*** Block opens ***

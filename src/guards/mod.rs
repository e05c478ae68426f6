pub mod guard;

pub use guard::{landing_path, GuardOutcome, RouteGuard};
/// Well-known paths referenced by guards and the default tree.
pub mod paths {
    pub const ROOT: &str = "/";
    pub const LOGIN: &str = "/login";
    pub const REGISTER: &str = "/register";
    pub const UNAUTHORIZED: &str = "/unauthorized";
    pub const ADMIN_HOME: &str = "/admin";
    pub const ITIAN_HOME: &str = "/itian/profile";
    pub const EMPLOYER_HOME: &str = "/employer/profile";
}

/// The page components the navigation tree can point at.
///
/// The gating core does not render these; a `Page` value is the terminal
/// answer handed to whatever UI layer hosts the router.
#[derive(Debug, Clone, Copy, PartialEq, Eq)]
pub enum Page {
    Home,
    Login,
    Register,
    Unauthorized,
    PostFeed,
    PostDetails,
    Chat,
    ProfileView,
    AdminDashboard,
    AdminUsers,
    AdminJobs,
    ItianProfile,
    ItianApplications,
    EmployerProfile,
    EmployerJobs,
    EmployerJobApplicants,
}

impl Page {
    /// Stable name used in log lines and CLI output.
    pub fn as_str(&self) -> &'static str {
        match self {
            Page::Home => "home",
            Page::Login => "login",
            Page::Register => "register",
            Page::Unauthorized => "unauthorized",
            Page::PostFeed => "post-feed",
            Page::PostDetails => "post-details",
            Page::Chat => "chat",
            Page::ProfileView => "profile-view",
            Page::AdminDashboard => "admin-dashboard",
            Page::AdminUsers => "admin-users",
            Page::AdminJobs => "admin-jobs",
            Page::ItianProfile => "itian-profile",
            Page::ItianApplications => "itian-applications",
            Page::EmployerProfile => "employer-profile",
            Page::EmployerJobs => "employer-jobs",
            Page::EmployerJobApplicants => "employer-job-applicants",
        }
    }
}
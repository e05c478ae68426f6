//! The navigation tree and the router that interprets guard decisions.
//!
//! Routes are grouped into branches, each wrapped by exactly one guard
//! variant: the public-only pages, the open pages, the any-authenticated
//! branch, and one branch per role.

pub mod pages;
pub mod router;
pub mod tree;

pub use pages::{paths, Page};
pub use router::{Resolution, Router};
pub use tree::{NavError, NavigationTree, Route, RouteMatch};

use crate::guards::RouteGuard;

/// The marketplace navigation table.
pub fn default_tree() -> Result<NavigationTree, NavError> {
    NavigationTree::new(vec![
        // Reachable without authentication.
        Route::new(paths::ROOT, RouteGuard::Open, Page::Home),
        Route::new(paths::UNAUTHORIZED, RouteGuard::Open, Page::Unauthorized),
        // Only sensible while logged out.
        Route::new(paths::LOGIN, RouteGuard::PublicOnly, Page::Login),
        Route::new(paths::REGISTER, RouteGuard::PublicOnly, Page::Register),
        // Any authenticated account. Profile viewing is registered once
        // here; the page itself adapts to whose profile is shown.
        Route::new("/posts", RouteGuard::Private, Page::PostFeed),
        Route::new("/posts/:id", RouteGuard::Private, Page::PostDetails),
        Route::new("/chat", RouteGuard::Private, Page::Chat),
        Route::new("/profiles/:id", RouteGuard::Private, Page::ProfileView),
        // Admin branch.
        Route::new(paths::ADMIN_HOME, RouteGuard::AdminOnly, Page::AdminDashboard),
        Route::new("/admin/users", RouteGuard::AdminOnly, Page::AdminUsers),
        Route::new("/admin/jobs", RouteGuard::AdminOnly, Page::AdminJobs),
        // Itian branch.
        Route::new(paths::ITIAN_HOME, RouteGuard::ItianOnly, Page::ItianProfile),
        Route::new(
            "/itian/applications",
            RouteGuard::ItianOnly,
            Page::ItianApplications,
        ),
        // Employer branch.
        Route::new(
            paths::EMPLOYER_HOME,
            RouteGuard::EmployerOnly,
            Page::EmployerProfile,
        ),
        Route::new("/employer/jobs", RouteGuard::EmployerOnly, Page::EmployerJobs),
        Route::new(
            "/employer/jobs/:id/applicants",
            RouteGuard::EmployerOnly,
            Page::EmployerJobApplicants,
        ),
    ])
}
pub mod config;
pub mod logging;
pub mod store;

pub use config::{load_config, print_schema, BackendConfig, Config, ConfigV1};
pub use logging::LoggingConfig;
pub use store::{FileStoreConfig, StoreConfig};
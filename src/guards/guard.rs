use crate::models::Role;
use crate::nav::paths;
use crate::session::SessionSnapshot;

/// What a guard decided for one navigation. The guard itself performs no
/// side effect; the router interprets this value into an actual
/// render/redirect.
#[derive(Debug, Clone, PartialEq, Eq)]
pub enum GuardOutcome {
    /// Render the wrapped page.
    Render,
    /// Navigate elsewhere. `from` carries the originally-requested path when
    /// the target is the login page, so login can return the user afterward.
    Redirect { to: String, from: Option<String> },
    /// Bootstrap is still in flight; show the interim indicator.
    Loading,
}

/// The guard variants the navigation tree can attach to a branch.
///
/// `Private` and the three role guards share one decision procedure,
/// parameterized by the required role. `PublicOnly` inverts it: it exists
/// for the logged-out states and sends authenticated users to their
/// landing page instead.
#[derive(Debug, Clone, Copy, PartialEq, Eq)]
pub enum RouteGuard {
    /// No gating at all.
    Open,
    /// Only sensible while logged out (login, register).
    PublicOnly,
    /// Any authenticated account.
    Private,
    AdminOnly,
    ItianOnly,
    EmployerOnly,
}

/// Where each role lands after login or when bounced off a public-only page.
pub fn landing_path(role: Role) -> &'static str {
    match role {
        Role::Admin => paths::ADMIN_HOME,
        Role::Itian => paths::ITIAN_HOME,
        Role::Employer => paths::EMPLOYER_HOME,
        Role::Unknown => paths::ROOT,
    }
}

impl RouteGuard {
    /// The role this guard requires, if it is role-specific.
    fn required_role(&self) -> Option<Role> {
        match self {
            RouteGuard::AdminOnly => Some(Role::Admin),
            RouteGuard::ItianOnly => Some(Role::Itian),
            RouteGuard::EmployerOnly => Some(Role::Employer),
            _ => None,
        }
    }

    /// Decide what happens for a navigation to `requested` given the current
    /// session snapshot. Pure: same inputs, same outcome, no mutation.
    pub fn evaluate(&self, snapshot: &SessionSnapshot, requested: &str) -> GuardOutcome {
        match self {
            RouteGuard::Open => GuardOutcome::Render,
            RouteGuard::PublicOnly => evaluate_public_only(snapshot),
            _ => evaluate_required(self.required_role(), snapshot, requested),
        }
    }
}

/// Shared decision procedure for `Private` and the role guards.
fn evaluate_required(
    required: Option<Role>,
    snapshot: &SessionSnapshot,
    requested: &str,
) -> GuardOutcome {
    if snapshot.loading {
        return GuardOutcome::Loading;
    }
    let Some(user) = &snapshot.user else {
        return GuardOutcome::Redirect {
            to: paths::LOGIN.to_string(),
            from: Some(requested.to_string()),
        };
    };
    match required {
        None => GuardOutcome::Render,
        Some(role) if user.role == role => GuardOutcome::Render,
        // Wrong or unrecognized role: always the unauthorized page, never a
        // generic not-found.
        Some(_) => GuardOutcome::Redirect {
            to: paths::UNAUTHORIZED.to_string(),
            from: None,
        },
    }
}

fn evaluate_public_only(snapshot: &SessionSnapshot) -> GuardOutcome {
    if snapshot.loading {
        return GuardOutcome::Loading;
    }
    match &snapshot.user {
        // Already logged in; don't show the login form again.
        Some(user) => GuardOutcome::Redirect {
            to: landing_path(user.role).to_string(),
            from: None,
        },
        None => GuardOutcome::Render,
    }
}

*** Block closes ***
*** Block opens ***

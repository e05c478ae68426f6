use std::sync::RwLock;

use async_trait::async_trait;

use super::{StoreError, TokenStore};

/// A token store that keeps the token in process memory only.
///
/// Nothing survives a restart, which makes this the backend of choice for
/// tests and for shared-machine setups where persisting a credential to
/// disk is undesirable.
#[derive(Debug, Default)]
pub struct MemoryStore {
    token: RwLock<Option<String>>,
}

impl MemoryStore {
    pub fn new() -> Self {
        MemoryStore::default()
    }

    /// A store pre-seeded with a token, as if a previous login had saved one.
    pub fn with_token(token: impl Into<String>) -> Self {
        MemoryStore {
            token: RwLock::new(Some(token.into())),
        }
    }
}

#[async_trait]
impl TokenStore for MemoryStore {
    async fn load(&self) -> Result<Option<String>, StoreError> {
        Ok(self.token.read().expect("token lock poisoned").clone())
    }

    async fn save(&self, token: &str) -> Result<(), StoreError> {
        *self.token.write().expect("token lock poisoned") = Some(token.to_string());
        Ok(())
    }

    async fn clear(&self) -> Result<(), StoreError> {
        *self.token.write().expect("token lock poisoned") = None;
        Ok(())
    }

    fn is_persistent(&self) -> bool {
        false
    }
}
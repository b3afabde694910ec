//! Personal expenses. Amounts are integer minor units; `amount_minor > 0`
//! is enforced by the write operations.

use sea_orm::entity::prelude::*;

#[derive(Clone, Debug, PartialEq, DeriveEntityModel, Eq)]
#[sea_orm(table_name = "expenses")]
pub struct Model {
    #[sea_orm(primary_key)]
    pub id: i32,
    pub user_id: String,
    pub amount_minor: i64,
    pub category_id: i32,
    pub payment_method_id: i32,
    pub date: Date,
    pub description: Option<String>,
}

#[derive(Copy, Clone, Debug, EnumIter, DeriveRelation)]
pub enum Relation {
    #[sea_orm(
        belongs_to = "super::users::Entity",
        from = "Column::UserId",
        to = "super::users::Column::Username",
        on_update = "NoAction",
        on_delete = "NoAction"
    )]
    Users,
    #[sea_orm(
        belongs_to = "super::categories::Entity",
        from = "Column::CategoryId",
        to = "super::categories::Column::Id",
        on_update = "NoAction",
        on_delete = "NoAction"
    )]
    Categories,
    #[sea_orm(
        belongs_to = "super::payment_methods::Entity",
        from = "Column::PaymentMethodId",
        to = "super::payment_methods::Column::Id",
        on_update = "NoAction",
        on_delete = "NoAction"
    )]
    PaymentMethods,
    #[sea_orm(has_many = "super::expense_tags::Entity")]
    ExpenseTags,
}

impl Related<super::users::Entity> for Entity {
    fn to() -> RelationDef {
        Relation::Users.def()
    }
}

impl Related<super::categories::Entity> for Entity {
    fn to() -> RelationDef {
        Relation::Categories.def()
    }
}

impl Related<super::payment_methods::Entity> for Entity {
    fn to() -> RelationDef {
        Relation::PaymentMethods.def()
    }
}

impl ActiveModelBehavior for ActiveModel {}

*** Block closes ***

**Task to carry out**
Where the listing above reaches the line that contains "branch per role.", start retyping, and finish with the line that contains "while logged out."; reproduce those lines exactly and no others.

**The answer**
//! branch, and one branch per role.

pub mod pages;
pub mod router;
pub mod tree;

pub use pages::{paths, Page};
pub use router::{Resolution, Router};
pub use tree::{NavError, NavigationTree, Route, RouteMatch};

use crate::guards::RouteGuard;

/// The marketplace navigation table.
pub fn default_tree() -> Result<NavigationTree, NavError> {
    NavigationTree::new(vec![
        // Reachable without authentication.
        Route::new(paths::ROOT, RouteGuard::Open, Page::Home),
        Route::new(paths::UNAUTHORIZED, RouteGuard::Open, Page::Unauthorized),
        // Only sensible while logged out.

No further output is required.